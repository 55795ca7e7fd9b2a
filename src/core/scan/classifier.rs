use super::error::ConfigError;

pub const DEFAULT_THRESHOLD: f64 = 250.0;

/// `true` when the score meets the threshold. The boundary is inclusive.
#[inline]
pub fn is_triggered(score: f64, threshold: f64) -> bool {
    score >= threshold
}

/// Fixed-threshold classifier, one per run.
#[derive(Debug, Clone, Copy, PartialEq)]
pub struct EventClassifier {
    threshold: f64,
}

impl EventClassifier {
    pub fn new(threshold: f64) -> Result<Self, ConfigError> {
        if !threshold.is_finite() || threshold < 0.0 {
            return Err(ConfigError::InvalidThreshold(threshold));
        }
        Ok(Self { threshold })
    }

    pub fn threshold(&self) -> f64 {
        self.threshold
    }

    pub fn is_triggered(&self, score: f64) -> bool {
        is_triggered(score, self.threshold)
    }
}

impl Default for EventClassifier {
    fn default() -> Self {
        Self {
            threshold: DEFAULT_THRESHOLD,
        }
    }
}
//! 画面闪烁检测 - 在固定区域内逐帧查找指定颜色的闪烁
//!
//! 核心流程：
//! 1. 区域裁剪 - 几何范围只校验一次
//! 2. 颜色掩码 - HSV 容差带（或旧版亮度阈值）
//! 3. 形态学膨胀 - 补上压缩造成的小缺口
//! 4. 归一化强度 + 固定阈值判定
//! 5. 逐条输出结果，定时输出进度

pub mod classifier;
pub mod error;
pub mod events;
#[cfg(feature = "ffmpeg")]
pub mod ffmpeg_source;
pub mod frame;
pub mod geometry;
pub mod picker;
pub mod progress;
pub mod region;
pub mod scan_loop;
pub mod signal;
pub mod sink;
pub mod source;

pub use classifier::{is_triggered, EventClassifier, DEFAULT_THRESHOLD};
pub use error::{ConfigError, ScanError, SourceError};
pub use events::{collapse, read_records, DetectedEvent, SaveList};
#[cfg(feature = "ffmpeg")]
pub use ffmpeg_source::FfmpegSource;
pub use frame::Frame;
pub use geometry::Geometry;
pub use picker::{GeometryPicker, PickerEvent, PickerState};
pub use progress::{ProgressReporter, ReportLine, ScanCounters, DEFAULT_REPORT_INTERVAL};
pub use region::{Region, RegionExtractor};
pub use scan_loop::{ScanLoop, ScanRange, ScanSummary, StopReason};
pub use signal::{Kernel, SignalBand, SignalDetector};
pub use sink::{DelimitedSink, DetectionRecord, FileSink, ResultSink, StdoutSink};
pub use source::{FrameSource, ImageSequenceSource, MemorySource};
use log::{debug, info, warn};
use std::sync::atomic::{AtomicBool, Ordering};
use std::sync::Arc;
use std::time::{Duration, Instant};

use super::classifier::EventClassifier;
use super::error::{ConfigError, ScanError, SourceError};
use super::geometry::Geometry;
use super::progress::{ProgressReporter, ScanCounters};
use super::region::RegionExtractor;
use super::signal::SignalDetector;
use super::sink::{DetectionRecord, ResultSink};
use super::source::FrameSource;

/// `[start_frame, total_frames)`
#[derive(Debug, Clone, Copy, PartialEq, Eq)]
pub struct ScanRange {
    pub start_frame: u64,
    pub total_frames: u64,
}

impl ScanRange {
    pub fn new(start_frame: u64, total_frames: u64) -> Result<Self, ConfigError> {
        if start_frame > total_frames {
            return Err(ConfigError::StartBeyondEnd {
                start_frame,
                total_frames,
            });
        }
        Ok(Self {
            start_frame,
            total_frames,
        })
    }

    pub fn len(&self) -> u64 {
        self.total_frames - self.start_frame
    }

    pub fn is_empty(&self) -> bool {
        self.len() == 0
    }
}

#[derive(Debug, Clone, Copy, PartialEq, Eq)]
pub enum StopReason {
    Completed,
    Interrupted,
}

#[derive(Debug, Clone, PartialEq)]
pub struct ScanSummary {
    pub frames_processed: u64,
    pub detections: u64,
    pub elapsed: Duration,
    /// Index of the next frame that would have been scanned.
    pub next_frame: u64,
    pub stop: StopReason,
}

impl ScanSummary {
    pub fn is_complete(&self) -> bool {
        self.stop == StopReason::Completed
    }
}

/// 扫描主循环 - 取帧 → 裁剪 → 打分 → 判定 → 输出
///
/// Geometry and range are validated when the loop is built, so a bad
/// configuration fails before any frame is decoded.
pub struct ScanLoop {
    extractor: RegionExtractor,
    detector: SignalDetector,
    classifier: EventClassifier,
    range: ScanRange,
    cancel: Option<Arc<AtomicBool>>,
}

impl ScanLoop {
    pub fn new(
        geometry: Geometry,
        frame_size: (u32, u32),
        range: ScanRange,
        detector: SignalDetector,
        classifier: EventClassifier,
    ) -> Result<Self, ConfigError> {
        let extractor = RegionExtractor::new(geometry, frame_size.0, frame_size.1)?;
        Ok(Self {
            extractor,
            detector,
            classifier,
            range,
            cancel: None,
        })
    }

    /// Builds the loop for the full remaining length of `source`.
    pub fn for_source(
        source: &dyn FrameSource,
        geometry: Geometry,
        start_frame: u64,
        detector: SignalDetector,
        classifier: EventClassifier,
    ) -> Result<Self, ConfigError> {
        let range = ScanRange::new(start_frame, source.total_frames())?;
        Self::new(geometry, source.dimensions(), range, detector, classifier)
    }

    /// The loop stops between frames once the flag is set.
    pub fn with_cancel_flag(mut self, flag: Arc<AtomicBool>) -> Self {
        self.cancel = Some(flag);
        self
    }

    pub fn range(&self) -> ScanRange {
        self.range
    }

    pub fn geometry(&self) -> &Geometry {
        self.extractor.geometry()
    }

    fn cancelled(&self) -> bool {
        self.cancel
            .as_ref()
            .map(|flag| flag.load(Ordering::SeqCst))
            .unwrap_or(false)
    }

    /// Runs the scan. The sink is written but never closed here.
    pub fn run(
        &self,
        source: &mut dyn FrameSource,
        sink: &mut dyn ResultSink,
        reporter: &mut ProgressReporter,
    ) -> Result<ScanSummary, ScanError> {
        let range = self.range;
        let mut counters = ScanCounters::new(Instant::now());
        let mut detections = 0u64;

        info!(
            "🔍 Scanning frames {}..{} in {}",
            range.start_frame,
            range.total_frames,
            self.extractor.geometry()
        );

        if !range.is_empty() {
            source
                .seek(range.start_frame)
                .map_err(|source| ScanError::SourceFault {
                    frame_index: range.start_frame,
                    source,
                })?;
        }

        let mut frame_index = range.start_frame;
        let mut stop = StopReason::Completed;

        while frame_index < range.total_frames {
            if self.cancelled() {
                warn!("⏹️ Scan interrupted before frame {}", frame_index);
                stop = StopReason::Interrupted;
                break;
            }

            let frame = match source.next_frame() {
                Ok(Some(frame)) => frame,
                Ok(None) => {
                    return Err(ScanError::SourceExhausted {
                        frame_index,
                        total_frames: range.total_frames,
                    })
                }
                Err(source) => {
                    return Err(ScanError::SourceFault {
                        frame_index,
                        source,
                    })
                }
            };

            if !self.extractor.matches_frame(&frame) {
                let (width, height) = self.extractor.frame_size();
                return Err(ScanError::SourceFault {
                    frame_index,
                    source: SourceError::DimensionMismatch {
                        width,
                        height,
                        actual_width: frame.width,
                        actual_height: frame.height,
                    },
                });
            }

            let region = self.extractor.extract(&frame);
            let score = self.detector.score(&region);

            if self.classifier.is_triggered(score) {
                debug!("✨ Frame {} triggered with score {}", frame_index, score);
                sink.write(&DetectionRecord { frame_index, score })?;
                detections += 1;
            }

            counters.record_frame();
            if let Some(line) = reporter.observe(&mut counters, Instant::now()) {
                info!("{}", line);
            }

            frame_index += 1;
        }

        let summary = ScanSummary {
            frames_processed: counters.total_processed,
            detections,
            elapsed: counters.elapsed(Instant::now()),
            next_frame: frame_index,
            stop,
        };

        info!(
            "✅ Scanned {} frames in {:.1}s, {} detections",
            summary.frames_processed,
            summary.elapsed.as_secs_f64(),
            summary.detections
        );

        Ok(summary)
    }
}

......

__PROBLEM DESCRIPTION__
Could you transcribe the entries exactly, from the first line through the line containing "pub fn is_triggered(score: f64, threshold: f64)", and give nothing more?

__ANSWER SECTION__
repository 55795ca7e7fd9b2a
filename src/core/scan/classifier.rs
use super::error::ConfigError;

pub const DEFAULT_THRESHOLD: f64 = 250.0;

/// `true` when the score meets the threshold. The boundary is inclusive.
#[inline]
pub fn is_triggered(score: f64, threshold: f64) -> bool {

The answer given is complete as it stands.